* [WHAT YOU WILL DO]: Where the word "Duration" occurs in a line of the listing, please copy the line.

* [DATA SECTION]:

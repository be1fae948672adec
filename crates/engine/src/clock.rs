//! Injected time source.
//!
//! Engine logic never reads the wall clock directly: TTLs, throttling,
//! capping windows and quiet hours all go through a [`DateProvider`].

use std::sync::Mutex;

use time::{Duration, OffsetDateTime, UtcOffset};

pub trait DateProvider: Send + Sync {
    /// Current instant, in the offset used for local-time rules.
    fn now(&self) -> OffsetDateTime;
}

/// Wall clock shifted to a fixed UTC offset.
#[derive(Debug, Clone, Copy)]
pub struct SystemDateProvider {
    offset: UtcOffset,
}

impl SystemDateProvider {
    pub fn new(offset: UtcOffset) -> Self {
        SystemDateProvider { offset }
    }

    pub fn utc() -> Self {
        Self::new(UtcOffset::UTC)
    }
}

impl DateProvider for SystemDateProvider {
    fn now(&self) -> OffsetDateTime {
        OffsetDateTime::now_utc().to_offset(self.offset)
    }
}

/// Manually driven clock for tests and simulations.
#[derive(Debug)]
pub struct FakeDateProvider {
    now: Mutex<OffsetDateTime>,
}

impl FakeDateProvider {
    pub fn new(at: OffsetDateTime) -> Self {
        FakeDateProvider { now: Mutex::new(at) }
    }

    pub fn set(&self, at: OffsetDateTime) {
        *self.now.lock().unwrap_or_else(|e| e.into_inner()) = at;
    }

    pub fn advance(&self, by: Duration) {
        let mut now = self.now.lock().unwrap_or_else(|e| e.into_inner());
        *now += by;
    }
}

impl DateProvider for FakeDateProvider {
    fn now(&self) -> OffsetDateTime {
        *self.now.lock().unwrap_or_else(|e| e.into_inner())
    }
}

/// Unix milliseconds, the persisted timestamp form.
pub fn to_unix_ms(at: OffsetDateTime) -> i64 {
    (at.unix_timestamp_nanos() / 1_000_000) as i64
}

pub fn from_unix_ms(ms: i64) -> OffsetDateTime {
    OffsetDateTime::from_unix_timestamp_nanos(ms as i128 * 1_000_000)
        .unwrap_or(OffsetDateTime::UNIX_EPOCH)
}

#[cfg(test)]
mod tests {
    use super::*;
    use time::macros::datetime;

    #[test]
    fn fake_clock_advances() {
        let clock = FakeDateProvider::new(datetime!(2024-03-01 12:00 UTC));
        clock.advance(Duration::seconds(90));
        assert_eq!(clock.now(), datetime!(2024-03-01 12:01:30 UTC));
        clock.set(datetime!(2020-01-01 0:00 UTC));
        assert_eq!(clock.now(), datetime!(2020-01-01 0:00 UTC));
    }

    #[test]
    fn unix_ms_conversion_keeps_millisecond_precision() {
        let at = datetime!(2024-03-01 12:00:00.250 UTC);
        assert_eq!(from_unix_ms(to_unix_ms(at)), at);
    }

    #[test]
    fn system_clock_uses_configured_offset() {
        let offset = UtcOffset::from_hms(2, 0, 0).unwrap();
        let now = SystemDateProvider::new(offset).now();
        assert_eq!(now.offset(), offset);
    }
}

* [EXPECTED ANSWER]:
use time::{Duration, OffsetDateTime, UtcOffset};
    pub fn advance(&self, by: Duration) {
        clock.advance(Duration::seconds(90));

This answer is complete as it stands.